▶ TRY IT
All lines of the records below that contain the word "stream" must be listed.

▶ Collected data
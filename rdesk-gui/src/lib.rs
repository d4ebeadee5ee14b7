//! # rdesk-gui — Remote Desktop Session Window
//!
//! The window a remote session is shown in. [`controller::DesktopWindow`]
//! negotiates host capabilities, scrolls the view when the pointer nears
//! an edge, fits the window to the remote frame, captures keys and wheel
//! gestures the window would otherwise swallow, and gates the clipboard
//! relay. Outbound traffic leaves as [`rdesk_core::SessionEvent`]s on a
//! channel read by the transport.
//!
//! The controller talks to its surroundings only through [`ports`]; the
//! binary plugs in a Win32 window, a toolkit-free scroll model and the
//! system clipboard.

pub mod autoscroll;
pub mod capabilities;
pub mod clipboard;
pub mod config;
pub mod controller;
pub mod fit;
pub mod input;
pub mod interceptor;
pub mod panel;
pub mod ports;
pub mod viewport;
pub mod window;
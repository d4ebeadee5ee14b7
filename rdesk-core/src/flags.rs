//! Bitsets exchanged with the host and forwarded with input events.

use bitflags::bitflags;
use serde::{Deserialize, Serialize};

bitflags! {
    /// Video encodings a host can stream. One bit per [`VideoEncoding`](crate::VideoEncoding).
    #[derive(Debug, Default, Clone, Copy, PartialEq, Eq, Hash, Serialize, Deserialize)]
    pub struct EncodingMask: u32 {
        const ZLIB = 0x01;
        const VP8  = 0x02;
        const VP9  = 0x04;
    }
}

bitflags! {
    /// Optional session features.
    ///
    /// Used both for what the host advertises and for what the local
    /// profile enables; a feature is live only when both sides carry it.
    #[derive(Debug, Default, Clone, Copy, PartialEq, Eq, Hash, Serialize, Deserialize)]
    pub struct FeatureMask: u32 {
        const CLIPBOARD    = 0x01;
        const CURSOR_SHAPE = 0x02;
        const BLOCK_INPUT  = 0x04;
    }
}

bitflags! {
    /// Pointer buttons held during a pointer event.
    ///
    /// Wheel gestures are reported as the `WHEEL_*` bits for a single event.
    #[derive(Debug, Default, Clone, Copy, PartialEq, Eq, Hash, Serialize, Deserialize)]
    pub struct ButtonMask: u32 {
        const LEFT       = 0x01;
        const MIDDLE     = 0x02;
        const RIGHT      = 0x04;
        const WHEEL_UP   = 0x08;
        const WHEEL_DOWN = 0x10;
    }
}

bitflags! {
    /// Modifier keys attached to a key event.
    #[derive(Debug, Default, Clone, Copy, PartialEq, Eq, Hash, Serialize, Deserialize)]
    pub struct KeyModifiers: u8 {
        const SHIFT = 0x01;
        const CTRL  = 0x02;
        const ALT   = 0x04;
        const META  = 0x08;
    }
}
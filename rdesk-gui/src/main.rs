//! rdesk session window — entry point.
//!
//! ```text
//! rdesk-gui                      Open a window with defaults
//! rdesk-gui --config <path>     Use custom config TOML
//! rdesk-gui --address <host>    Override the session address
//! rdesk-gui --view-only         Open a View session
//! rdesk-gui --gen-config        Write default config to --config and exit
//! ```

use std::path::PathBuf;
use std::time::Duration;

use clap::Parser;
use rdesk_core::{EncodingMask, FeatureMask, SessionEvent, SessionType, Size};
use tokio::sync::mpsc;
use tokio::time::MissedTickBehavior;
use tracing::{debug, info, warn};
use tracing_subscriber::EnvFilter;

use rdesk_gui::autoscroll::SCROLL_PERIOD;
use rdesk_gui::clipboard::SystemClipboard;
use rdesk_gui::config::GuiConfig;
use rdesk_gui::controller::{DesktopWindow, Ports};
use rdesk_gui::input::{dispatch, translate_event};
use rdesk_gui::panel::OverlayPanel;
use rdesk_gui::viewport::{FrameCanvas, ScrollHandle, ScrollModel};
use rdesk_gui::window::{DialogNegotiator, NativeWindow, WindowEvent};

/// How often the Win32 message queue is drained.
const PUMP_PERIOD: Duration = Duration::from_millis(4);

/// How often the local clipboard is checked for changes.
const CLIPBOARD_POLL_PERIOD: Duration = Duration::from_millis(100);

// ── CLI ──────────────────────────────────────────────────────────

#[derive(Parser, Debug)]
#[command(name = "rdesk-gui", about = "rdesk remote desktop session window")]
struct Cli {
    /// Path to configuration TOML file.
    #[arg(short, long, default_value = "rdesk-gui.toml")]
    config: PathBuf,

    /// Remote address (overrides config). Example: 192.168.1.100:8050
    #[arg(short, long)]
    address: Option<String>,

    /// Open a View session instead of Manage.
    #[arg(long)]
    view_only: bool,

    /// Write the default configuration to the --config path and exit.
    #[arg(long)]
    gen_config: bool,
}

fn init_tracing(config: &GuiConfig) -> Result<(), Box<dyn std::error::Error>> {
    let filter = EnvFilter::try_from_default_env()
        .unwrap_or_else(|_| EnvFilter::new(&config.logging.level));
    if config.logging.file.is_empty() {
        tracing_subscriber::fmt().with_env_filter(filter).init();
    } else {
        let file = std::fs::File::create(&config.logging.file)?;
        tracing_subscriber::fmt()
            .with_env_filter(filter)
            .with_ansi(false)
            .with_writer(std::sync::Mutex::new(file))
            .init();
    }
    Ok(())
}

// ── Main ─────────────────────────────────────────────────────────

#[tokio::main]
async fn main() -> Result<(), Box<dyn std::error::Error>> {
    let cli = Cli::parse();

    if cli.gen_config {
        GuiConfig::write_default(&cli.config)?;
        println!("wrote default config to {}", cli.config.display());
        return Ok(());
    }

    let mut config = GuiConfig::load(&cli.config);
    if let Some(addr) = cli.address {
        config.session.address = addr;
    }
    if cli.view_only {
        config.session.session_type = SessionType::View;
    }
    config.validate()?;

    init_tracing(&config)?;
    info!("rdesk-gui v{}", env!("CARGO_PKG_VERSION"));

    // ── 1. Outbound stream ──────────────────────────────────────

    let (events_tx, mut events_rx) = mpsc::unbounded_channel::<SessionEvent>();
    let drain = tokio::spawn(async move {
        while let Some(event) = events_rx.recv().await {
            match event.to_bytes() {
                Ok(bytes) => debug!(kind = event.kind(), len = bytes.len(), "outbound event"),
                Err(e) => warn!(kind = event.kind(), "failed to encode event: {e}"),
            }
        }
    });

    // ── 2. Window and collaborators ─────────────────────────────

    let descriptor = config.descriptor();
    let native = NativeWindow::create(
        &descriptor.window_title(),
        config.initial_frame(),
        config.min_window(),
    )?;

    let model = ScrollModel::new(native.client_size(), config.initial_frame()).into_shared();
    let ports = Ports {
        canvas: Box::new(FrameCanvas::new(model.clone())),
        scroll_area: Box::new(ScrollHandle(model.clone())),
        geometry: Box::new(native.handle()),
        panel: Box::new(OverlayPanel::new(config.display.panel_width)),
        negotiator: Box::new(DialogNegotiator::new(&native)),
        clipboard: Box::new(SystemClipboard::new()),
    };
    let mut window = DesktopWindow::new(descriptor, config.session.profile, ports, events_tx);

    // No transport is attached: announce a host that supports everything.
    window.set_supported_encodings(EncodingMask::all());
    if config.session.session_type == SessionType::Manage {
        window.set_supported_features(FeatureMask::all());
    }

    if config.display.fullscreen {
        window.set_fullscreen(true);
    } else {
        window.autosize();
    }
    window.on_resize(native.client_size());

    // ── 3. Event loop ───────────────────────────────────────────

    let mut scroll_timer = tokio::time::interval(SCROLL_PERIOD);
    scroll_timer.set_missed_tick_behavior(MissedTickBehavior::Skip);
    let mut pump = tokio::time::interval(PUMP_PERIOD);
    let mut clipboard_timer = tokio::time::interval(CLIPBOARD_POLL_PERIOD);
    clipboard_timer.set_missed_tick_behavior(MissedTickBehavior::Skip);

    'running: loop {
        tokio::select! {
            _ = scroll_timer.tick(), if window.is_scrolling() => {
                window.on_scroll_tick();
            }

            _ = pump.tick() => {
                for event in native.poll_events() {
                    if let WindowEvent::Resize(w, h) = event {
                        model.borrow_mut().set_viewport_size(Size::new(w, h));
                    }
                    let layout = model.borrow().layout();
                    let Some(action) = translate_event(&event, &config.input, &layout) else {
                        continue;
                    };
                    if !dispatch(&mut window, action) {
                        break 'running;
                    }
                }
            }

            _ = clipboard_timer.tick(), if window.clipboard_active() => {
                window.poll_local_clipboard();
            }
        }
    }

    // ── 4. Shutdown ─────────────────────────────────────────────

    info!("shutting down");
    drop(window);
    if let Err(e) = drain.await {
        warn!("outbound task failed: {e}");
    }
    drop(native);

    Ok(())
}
* * *
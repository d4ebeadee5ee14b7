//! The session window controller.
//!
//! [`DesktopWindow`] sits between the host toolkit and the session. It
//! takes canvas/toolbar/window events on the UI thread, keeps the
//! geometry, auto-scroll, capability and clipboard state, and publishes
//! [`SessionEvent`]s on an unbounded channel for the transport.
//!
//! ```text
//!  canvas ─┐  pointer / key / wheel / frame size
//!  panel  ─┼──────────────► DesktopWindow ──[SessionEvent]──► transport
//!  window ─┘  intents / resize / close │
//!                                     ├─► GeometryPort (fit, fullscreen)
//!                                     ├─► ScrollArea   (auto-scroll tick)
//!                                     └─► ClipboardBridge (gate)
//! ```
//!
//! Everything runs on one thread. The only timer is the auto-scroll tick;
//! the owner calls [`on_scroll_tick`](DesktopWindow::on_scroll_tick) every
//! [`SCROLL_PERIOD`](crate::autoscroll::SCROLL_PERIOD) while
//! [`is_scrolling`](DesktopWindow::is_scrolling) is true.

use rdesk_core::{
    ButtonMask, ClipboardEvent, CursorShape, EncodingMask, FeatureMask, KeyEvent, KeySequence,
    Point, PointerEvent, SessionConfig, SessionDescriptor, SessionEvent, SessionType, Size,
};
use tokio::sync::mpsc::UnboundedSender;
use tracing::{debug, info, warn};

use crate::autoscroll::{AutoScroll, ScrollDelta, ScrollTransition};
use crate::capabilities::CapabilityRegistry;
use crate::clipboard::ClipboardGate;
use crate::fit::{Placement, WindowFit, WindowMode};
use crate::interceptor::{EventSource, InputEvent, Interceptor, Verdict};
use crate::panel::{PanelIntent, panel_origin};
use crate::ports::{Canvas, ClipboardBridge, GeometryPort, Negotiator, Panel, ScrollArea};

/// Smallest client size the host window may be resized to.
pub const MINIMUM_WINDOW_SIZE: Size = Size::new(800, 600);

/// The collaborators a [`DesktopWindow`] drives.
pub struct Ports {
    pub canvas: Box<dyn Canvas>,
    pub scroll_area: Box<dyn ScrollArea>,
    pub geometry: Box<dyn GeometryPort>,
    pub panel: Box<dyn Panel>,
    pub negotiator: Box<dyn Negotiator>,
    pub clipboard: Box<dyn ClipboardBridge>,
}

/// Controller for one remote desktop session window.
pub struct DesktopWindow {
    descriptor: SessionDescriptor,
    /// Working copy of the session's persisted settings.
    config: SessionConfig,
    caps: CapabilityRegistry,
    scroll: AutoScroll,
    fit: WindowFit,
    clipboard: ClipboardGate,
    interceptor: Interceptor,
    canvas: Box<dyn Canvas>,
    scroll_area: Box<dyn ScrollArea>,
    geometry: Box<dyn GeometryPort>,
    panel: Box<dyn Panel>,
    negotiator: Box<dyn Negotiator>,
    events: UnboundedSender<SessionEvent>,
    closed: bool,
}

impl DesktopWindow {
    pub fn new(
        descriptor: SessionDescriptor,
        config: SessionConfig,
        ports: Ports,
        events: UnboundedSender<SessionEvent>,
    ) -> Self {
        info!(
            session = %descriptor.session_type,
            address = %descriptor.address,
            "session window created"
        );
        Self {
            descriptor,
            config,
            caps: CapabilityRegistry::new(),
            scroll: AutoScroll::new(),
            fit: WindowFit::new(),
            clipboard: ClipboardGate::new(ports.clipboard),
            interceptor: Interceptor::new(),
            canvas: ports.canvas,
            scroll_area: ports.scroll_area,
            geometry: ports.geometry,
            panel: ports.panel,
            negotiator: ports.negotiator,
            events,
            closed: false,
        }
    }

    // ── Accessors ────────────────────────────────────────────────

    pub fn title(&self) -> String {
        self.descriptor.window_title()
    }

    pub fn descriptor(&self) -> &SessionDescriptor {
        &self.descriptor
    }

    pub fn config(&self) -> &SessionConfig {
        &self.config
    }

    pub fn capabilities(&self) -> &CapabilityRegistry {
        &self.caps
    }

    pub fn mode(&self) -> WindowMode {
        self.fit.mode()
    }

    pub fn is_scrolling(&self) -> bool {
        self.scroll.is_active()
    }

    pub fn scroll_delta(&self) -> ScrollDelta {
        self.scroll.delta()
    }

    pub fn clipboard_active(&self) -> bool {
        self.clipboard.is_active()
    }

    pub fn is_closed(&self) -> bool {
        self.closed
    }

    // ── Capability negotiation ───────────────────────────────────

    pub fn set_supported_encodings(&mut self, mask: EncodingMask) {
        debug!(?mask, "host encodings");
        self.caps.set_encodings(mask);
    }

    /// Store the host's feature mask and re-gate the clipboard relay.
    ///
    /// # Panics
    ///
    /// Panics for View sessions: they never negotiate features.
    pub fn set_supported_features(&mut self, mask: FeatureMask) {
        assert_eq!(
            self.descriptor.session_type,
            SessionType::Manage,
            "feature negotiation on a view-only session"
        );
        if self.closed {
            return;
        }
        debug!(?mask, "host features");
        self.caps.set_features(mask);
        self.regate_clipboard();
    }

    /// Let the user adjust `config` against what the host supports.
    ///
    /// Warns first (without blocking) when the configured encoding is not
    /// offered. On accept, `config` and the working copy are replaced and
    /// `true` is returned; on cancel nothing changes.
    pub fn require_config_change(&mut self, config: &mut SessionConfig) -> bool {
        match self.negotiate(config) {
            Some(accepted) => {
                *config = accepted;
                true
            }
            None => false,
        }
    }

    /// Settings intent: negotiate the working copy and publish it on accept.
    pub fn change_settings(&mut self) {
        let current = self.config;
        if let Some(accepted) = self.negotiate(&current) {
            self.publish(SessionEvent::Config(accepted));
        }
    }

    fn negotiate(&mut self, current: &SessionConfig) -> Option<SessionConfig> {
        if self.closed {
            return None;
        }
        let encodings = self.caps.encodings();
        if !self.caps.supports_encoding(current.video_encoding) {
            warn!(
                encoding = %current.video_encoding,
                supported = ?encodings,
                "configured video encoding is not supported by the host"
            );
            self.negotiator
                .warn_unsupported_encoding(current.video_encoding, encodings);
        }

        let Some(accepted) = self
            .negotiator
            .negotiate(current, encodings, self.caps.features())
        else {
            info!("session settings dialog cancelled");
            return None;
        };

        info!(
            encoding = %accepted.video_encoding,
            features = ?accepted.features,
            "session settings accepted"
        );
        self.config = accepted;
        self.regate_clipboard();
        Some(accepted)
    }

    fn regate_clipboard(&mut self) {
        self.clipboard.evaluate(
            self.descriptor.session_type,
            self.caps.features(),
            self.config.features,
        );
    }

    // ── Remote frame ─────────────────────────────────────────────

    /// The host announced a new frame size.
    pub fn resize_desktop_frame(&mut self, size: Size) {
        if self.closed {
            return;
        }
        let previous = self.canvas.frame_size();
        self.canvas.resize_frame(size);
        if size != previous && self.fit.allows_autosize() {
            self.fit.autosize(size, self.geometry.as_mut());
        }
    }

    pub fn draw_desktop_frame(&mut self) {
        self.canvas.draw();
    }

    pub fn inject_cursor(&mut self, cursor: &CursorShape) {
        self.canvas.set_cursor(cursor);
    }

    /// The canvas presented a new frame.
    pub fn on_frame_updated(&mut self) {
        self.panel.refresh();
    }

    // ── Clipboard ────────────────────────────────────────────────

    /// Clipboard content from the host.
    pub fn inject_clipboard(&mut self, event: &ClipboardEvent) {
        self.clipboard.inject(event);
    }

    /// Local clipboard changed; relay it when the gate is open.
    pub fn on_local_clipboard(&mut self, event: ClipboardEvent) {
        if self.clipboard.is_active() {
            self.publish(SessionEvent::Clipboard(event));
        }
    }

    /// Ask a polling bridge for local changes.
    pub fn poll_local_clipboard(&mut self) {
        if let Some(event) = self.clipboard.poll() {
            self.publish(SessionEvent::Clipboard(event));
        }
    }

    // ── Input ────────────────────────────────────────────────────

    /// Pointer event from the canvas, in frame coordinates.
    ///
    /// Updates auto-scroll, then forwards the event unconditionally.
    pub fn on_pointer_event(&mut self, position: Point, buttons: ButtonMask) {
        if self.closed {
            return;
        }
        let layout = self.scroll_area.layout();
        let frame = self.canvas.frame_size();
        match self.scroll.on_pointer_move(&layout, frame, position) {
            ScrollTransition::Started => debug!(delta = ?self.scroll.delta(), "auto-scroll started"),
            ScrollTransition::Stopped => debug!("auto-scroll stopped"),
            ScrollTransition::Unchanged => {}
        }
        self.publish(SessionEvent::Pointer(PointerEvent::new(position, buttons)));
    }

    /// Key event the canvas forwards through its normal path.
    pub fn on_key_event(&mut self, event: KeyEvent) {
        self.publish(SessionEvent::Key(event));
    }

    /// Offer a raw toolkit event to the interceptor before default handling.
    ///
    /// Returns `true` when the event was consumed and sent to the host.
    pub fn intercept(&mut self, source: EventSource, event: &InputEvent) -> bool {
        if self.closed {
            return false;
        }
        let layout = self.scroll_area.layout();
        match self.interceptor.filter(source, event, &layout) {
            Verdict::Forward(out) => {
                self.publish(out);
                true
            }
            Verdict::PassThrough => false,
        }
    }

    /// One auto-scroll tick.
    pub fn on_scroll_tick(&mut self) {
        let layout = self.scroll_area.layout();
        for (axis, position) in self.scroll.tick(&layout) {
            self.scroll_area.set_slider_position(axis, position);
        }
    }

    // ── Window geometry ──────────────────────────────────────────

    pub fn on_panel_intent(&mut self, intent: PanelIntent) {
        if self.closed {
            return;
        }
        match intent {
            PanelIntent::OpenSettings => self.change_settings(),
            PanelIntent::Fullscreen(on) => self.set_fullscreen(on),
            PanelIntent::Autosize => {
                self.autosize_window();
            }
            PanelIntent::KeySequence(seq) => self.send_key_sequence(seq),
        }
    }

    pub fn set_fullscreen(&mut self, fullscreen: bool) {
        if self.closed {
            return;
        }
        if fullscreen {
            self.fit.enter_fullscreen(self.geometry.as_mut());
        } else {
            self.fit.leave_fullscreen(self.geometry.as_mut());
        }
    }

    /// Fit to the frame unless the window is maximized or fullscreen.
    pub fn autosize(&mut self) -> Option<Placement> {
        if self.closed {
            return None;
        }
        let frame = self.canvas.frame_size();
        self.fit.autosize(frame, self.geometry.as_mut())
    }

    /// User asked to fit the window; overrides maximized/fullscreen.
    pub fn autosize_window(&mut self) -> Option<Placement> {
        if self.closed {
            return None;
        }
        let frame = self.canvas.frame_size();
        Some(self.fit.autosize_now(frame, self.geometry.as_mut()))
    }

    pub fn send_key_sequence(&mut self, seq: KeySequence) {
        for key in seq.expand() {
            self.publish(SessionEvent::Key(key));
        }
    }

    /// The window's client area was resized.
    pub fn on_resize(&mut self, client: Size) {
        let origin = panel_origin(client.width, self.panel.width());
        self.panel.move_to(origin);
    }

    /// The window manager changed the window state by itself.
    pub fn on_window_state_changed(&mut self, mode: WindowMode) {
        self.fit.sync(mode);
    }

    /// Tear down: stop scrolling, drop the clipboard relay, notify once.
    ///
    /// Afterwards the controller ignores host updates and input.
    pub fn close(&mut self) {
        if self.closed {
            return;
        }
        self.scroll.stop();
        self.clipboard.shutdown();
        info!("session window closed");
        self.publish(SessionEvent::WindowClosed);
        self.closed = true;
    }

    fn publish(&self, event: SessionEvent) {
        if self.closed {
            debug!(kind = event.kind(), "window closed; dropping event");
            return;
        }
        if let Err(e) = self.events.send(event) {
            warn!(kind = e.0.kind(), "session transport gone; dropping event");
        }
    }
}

▶ THE COMPLETED TASK
    /// Video encodings a host can stream. One bit per [`VideoEncoding`](crate::VideoEncoding).
    // ── 1. Outbound stream ──────────────────────────────────────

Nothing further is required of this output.